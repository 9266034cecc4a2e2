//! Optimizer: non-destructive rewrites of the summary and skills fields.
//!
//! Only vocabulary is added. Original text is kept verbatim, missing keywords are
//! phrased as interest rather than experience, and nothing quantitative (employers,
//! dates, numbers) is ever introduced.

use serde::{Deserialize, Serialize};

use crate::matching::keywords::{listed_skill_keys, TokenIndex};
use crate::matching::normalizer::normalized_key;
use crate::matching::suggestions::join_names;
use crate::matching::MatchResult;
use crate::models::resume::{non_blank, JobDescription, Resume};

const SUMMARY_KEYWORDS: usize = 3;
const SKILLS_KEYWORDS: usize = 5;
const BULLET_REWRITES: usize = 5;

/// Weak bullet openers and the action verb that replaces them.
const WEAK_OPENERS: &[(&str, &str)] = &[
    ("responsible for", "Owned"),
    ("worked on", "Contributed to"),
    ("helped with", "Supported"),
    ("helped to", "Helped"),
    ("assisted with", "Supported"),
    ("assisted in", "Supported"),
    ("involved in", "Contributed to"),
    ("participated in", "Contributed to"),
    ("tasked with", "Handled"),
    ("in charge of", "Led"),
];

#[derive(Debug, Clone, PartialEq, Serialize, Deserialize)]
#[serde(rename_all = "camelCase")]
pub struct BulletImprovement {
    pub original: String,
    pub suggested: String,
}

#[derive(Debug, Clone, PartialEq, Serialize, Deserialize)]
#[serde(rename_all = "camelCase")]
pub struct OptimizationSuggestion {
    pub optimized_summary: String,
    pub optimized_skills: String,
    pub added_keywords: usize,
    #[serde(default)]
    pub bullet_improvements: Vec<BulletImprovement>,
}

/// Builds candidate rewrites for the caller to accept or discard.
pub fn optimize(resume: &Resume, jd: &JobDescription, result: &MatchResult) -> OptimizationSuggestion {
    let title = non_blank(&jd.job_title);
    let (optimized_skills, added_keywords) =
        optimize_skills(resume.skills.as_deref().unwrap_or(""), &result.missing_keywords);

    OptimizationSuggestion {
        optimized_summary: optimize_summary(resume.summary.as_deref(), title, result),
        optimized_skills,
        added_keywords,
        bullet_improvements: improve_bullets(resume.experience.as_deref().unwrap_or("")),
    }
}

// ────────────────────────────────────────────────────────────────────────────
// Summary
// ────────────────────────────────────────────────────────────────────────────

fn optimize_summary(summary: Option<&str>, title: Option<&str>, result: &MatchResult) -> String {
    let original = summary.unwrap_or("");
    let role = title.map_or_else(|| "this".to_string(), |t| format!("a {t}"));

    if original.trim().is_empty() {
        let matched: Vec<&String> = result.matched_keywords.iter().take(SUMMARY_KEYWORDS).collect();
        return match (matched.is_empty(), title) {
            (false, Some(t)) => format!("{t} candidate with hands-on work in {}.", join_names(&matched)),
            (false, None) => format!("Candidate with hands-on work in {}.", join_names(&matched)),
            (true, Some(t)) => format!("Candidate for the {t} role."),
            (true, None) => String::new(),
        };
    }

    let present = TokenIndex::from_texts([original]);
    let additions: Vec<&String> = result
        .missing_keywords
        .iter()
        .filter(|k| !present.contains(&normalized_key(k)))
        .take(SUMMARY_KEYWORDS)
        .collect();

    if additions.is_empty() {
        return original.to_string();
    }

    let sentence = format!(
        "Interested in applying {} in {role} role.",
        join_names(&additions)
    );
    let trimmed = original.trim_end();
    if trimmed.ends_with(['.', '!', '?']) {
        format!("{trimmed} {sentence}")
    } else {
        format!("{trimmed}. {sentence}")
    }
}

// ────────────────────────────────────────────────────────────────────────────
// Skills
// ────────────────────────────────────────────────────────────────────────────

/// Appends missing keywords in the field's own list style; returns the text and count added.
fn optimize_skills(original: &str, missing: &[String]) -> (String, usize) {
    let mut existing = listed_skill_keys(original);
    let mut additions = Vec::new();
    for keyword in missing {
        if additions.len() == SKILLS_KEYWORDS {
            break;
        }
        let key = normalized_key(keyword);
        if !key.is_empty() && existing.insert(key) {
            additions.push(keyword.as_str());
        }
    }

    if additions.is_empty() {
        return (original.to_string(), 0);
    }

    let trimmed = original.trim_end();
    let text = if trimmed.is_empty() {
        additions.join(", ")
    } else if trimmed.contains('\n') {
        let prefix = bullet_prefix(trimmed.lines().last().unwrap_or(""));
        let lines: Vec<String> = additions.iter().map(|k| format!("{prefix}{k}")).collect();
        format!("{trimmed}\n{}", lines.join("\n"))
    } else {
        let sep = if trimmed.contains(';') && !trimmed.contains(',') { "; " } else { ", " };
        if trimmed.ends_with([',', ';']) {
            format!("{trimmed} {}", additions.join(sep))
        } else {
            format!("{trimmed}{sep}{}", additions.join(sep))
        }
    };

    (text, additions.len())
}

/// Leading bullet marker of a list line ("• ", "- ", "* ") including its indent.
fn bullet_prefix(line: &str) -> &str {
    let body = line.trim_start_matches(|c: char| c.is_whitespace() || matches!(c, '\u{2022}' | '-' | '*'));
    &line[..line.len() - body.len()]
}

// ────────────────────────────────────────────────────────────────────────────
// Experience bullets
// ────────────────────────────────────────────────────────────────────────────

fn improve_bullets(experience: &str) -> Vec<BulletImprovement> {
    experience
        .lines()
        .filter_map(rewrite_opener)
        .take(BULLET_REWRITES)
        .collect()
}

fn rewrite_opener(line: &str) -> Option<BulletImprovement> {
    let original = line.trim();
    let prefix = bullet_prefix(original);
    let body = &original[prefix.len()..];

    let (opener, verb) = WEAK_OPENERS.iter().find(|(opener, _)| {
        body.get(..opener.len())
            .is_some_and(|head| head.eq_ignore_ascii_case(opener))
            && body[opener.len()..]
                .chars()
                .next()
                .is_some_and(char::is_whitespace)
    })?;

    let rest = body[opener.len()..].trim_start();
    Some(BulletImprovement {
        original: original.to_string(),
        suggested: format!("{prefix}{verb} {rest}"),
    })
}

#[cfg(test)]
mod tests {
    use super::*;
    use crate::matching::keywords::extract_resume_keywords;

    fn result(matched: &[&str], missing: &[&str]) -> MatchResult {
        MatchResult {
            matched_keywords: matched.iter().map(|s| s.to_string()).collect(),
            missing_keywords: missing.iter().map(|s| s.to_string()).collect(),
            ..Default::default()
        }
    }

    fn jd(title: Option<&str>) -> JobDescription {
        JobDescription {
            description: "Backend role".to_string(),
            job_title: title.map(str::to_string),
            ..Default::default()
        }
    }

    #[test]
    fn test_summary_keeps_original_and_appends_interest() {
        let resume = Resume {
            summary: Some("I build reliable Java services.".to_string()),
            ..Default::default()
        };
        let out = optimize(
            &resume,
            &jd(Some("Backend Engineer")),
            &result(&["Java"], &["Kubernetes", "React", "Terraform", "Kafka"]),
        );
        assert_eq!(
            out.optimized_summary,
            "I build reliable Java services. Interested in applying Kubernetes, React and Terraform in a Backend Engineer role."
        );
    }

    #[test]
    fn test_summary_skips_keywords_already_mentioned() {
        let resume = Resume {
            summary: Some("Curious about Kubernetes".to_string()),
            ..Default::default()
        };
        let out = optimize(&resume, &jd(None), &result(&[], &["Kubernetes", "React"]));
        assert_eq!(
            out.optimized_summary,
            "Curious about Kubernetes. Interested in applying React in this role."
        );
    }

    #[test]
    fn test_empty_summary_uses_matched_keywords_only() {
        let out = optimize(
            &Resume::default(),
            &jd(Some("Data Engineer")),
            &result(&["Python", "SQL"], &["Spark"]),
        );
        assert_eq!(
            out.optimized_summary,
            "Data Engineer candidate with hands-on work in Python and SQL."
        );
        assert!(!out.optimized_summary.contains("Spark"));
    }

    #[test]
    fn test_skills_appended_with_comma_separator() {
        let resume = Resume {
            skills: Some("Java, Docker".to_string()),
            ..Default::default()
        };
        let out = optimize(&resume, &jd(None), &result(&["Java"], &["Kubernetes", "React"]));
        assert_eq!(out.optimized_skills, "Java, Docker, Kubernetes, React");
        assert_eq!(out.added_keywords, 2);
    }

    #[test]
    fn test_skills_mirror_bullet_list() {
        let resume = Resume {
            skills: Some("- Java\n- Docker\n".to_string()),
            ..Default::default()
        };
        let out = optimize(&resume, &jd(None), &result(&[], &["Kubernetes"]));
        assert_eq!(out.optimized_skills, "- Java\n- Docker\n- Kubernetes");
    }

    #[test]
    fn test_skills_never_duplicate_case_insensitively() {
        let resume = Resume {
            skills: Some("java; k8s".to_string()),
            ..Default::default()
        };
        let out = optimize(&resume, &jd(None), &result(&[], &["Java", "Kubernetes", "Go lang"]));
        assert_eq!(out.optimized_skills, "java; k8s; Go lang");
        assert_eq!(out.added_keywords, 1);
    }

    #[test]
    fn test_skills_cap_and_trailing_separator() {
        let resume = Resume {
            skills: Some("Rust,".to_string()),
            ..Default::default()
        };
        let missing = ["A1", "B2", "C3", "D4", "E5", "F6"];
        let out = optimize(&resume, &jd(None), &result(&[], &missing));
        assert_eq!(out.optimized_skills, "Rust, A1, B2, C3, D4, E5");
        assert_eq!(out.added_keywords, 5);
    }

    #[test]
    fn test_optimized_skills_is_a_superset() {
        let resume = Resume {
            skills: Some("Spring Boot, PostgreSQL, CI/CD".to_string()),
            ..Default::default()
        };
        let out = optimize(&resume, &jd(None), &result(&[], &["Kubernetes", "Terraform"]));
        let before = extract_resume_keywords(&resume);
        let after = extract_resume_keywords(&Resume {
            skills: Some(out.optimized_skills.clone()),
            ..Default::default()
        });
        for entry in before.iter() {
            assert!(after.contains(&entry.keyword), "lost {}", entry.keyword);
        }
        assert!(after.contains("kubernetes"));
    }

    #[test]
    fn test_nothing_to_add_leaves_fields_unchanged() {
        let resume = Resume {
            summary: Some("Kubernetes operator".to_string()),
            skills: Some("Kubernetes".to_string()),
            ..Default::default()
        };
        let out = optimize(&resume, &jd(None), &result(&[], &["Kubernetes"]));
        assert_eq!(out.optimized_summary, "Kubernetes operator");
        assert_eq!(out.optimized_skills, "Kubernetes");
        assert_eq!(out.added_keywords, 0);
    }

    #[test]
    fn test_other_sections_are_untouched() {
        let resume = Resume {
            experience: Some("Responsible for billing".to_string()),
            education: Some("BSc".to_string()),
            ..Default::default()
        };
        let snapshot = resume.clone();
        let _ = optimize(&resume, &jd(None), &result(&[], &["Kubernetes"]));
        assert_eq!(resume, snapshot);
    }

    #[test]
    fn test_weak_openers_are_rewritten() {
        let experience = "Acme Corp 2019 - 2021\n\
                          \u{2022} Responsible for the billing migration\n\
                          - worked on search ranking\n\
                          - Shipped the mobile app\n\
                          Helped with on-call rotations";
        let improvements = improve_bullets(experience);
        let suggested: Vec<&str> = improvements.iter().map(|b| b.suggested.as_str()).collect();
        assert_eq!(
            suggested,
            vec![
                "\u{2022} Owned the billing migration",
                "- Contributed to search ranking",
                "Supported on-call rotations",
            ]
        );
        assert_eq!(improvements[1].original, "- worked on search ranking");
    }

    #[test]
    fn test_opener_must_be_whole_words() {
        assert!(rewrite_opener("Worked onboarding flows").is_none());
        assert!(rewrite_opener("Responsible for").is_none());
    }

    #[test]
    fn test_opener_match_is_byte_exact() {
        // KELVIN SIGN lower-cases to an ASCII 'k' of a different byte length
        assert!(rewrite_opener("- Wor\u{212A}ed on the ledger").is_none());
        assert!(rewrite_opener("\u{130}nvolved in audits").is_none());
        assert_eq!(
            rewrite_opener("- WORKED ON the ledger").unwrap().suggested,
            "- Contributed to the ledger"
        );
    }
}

□ □ □ □ □ □ □

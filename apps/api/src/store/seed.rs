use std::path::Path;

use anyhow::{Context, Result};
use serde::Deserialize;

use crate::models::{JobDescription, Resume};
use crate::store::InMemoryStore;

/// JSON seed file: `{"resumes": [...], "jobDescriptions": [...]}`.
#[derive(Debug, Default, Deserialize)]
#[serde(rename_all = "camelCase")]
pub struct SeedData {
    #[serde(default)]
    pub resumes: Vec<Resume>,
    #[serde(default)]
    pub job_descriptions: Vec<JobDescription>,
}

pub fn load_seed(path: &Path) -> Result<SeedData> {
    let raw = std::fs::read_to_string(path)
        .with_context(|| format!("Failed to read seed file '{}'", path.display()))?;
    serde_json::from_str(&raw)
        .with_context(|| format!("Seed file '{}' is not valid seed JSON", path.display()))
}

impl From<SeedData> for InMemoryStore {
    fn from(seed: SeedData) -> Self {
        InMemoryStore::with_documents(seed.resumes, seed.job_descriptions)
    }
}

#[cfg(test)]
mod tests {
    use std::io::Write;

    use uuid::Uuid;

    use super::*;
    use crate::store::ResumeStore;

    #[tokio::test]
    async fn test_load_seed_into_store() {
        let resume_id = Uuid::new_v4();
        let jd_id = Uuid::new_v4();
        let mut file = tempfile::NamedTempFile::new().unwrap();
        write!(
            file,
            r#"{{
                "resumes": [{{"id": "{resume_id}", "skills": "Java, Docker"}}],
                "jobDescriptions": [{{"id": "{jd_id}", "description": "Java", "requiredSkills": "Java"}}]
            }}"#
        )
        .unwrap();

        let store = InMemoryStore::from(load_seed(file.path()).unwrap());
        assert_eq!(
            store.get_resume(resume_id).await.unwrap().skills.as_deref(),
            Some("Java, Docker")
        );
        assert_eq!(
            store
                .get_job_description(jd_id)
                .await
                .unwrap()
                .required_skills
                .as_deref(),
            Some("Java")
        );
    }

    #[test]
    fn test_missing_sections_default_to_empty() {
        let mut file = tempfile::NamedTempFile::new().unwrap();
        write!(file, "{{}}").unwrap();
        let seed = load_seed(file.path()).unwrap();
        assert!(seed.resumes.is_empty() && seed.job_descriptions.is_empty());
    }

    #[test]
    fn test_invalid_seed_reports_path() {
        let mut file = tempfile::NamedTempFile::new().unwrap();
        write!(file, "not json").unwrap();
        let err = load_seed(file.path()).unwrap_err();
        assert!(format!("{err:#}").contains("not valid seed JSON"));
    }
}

□ □ □ □ □ □ □

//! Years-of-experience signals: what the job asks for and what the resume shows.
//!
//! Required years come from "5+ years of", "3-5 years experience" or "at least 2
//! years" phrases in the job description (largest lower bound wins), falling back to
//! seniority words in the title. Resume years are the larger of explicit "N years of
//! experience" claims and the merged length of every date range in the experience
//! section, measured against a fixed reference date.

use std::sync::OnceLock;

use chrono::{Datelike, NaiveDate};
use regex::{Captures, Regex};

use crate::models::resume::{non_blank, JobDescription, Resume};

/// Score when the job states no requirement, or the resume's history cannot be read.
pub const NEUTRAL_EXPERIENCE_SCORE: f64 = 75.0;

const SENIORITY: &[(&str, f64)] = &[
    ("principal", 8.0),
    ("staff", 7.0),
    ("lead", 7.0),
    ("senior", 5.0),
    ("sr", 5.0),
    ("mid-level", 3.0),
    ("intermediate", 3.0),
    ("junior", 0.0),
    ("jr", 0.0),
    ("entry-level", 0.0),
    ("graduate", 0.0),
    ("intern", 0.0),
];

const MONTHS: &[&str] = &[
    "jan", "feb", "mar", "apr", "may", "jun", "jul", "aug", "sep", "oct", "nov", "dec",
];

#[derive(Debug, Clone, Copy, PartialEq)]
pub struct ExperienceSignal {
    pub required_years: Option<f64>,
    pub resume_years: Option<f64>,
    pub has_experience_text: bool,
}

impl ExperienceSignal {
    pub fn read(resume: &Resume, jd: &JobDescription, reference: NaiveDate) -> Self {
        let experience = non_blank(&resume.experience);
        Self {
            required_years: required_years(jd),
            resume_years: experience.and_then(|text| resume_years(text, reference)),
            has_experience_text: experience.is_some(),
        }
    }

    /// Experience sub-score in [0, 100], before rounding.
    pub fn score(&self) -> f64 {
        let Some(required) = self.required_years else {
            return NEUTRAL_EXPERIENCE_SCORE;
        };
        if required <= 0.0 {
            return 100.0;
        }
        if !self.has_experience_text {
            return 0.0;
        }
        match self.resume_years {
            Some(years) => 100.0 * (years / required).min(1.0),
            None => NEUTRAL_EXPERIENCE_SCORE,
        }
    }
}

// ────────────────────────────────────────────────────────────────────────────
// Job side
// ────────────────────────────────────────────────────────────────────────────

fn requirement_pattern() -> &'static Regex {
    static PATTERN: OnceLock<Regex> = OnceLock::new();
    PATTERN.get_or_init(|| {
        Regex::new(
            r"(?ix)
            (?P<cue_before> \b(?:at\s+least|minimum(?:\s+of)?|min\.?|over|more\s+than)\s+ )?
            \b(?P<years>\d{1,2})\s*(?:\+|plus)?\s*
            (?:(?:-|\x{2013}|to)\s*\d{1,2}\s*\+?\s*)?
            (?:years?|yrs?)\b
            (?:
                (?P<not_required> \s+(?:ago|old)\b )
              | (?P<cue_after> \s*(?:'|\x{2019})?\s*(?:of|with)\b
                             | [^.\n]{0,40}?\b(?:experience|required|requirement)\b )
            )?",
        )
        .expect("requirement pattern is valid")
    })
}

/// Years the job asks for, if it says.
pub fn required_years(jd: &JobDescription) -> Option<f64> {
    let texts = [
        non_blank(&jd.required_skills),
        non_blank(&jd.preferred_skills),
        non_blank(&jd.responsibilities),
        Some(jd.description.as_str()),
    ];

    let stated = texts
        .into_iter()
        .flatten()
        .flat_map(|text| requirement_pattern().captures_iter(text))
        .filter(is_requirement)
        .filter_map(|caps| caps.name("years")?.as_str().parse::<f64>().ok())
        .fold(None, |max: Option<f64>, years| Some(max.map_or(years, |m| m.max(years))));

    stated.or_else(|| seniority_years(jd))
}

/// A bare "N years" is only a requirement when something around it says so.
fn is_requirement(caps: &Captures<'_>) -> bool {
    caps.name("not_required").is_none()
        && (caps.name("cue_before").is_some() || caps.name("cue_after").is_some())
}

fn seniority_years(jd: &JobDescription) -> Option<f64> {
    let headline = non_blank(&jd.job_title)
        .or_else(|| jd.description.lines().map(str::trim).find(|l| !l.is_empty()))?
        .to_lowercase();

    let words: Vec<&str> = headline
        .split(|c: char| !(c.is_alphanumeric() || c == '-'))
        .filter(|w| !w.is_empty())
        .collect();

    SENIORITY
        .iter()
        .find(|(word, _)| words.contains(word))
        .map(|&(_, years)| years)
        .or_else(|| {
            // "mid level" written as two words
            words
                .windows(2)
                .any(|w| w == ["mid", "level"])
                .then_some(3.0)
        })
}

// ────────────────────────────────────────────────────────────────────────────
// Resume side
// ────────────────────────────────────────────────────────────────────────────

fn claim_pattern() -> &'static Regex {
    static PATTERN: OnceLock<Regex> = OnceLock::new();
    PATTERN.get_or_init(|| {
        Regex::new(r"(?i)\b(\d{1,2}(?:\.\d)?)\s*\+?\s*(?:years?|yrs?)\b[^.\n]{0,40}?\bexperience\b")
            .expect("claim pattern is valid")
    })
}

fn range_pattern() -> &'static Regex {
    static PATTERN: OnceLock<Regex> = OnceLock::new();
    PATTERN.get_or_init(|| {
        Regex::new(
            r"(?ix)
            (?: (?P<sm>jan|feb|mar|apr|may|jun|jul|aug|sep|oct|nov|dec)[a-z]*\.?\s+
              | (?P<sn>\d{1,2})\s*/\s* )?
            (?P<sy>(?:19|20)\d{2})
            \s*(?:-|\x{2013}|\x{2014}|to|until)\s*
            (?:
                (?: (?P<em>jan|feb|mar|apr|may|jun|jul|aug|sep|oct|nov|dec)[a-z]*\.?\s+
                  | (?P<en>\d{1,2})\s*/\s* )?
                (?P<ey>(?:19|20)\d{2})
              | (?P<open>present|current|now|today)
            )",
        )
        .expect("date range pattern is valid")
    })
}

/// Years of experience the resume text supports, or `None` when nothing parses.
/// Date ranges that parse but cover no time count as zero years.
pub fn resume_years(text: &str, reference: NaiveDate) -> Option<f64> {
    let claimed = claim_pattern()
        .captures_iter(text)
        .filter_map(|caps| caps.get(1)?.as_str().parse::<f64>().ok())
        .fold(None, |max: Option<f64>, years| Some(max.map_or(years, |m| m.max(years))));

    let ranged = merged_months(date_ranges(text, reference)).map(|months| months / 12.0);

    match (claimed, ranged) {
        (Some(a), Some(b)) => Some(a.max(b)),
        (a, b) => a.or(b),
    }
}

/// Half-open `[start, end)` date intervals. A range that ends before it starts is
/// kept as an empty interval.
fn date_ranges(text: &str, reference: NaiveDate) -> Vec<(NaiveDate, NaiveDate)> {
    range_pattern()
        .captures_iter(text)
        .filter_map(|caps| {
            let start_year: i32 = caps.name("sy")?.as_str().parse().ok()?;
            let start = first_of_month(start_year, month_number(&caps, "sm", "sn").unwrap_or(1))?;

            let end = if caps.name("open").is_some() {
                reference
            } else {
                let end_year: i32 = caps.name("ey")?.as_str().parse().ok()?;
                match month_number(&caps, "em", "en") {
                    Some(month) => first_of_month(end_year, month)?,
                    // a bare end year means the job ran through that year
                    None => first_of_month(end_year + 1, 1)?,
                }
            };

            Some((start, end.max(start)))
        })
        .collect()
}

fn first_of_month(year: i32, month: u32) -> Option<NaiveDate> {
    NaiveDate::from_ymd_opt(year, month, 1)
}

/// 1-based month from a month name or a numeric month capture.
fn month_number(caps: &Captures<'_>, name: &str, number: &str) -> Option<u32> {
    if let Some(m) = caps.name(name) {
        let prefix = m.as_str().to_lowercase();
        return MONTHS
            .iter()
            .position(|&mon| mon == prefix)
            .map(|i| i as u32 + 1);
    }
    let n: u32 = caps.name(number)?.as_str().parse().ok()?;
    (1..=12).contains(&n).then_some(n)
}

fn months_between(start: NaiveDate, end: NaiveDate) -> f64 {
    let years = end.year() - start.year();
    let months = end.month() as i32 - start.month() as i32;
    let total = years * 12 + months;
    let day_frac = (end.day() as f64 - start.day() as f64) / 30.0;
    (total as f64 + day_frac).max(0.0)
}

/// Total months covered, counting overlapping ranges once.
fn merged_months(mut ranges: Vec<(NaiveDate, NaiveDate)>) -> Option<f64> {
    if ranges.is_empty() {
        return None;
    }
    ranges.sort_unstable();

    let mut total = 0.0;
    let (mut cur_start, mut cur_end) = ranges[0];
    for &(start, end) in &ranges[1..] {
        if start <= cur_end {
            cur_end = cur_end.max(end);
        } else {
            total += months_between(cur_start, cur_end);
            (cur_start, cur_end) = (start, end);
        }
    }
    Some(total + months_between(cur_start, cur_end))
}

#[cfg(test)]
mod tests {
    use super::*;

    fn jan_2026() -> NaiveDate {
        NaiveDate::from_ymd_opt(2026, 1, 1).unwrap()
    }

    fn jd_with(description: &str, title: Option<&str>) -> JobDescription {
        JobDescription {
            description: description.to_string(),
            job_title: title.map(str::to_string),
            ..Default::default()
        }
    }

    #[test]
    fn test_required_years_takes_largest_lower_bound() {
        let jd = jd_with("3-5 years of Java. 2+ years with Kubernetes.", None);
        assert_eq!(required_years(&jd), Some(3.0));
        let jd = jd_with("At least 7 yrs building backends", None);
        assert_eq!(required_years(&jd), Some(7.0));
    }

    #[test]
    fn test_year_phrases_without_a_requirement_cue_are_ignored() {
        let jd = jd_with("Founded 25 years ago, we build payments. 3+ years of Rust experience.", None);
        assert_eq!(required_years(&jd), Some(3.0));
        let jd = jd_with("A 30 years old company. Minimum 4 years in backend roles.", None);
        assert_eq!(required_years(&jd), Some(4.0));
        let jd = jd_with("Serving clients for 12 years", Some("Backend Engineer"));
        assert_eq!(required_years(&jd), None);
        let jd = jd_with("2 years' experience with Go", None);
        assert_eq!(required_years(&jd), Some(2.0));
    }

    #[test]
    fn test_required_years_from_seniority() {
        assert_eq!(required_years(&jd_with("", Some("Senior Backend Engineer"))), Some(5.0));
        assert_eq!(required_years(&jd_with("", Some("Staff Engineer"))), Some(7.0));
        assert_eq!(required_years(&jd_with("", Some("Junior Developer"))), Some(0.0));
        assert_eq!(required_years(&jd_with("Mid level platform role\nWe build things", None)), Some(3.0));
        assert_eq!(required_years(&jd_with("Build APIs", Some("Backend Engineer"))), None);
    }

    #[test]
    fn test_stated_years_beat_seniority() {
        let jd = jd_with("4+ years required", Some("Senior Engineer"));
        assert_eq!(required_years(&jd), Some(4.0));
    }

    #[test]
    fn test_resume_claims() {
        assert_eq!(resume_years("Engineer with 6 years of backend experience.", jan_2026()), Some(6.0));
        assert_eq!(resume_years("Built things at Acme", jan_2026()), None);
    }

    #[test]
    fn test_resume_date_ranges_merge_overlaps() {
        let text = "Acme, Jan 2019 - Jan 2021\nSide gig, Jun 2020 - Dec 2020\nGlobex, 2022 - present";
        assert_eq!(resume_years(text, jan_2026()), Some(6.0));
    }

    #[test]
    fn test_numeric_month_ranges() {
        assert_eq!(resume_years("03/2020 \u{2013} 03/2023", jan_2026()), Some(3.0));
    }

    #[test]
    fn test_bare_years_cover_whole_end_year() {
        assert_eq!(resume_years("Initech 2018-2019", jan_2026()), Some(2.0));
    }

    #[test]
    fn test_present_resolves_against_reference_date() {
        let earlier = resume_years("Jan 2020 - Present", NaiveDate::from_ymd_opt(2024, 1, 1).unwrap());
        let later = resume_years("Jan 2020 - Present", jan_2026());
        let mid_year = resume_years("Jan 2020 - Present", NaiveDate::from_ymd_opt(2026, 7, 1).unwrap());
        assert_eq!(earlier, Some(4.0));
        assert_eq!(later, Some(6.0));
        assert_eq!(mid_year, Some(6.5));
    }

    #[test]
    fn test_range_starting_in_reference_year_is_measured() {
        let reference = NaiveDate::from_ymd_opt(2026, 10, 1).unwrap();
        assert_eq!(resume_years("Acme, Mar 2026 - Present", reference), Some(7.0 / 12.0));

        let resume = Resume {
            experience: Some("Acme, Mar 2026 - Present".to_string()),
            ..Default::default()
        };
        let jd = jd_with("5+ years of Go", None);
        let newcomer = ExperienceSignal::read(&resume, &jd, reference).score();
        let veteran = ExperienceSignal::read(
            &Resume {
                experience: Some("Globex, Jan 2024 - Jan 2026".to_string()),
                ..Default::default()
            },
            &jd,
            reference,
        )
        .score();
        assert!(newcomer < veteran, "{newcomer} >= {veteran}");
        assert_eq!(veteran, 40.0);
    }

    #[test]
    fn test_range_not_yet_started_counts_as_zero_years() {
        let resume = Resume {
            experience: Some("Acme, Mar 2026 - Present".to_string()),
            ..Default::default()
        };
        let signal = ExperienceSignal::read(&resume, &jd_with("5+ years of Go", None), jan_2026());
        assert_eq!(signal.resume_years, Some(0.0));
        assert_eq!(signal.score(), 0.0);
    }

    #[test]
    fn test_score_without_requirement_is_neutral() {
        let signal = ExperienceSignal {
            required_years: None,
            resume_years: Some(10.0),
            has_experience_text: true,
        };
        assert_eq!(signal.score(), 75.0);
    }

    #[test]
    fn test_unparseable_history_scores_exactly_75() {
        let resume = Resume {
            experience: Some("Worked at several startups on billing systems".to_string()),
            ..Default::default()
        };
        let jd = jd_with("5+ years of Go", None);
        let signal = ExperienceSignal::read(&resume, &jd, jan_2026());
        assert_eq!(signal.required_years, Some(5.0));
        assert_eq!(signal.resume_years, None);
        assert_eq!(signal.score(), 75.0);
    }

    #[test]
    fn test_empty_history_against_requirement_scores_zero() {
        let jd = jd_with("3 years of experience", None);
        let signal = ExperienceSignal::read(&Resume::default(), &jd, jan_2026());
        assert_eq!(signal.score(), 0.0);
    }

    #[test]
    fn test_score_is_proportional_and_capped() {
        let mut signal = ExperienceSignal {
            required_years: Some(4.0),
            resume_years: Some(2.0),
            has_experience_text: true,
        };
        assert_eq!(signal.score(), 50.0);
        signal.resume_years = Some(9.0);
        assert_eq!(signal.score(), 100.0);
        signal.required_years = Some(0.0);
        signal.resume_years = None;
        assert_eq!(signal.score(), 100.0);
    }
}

□ □ □ □ □ □ □

-- PROBLEM REQUIREMENTS --
Please copy each line of the entries in which the word "suggested" shows up.

-- YOUR RESPONSE --
    pub suggested: String,
        suggested: format!("{prefix}{verb} {rest}"),
        let suggested: Vec<&str> = improvements.iter().map(|b| b.suggested.as_str()).collect();
            suggested,
            rewrite_opener("- WORKED ON the ledger").unwrap().suggested,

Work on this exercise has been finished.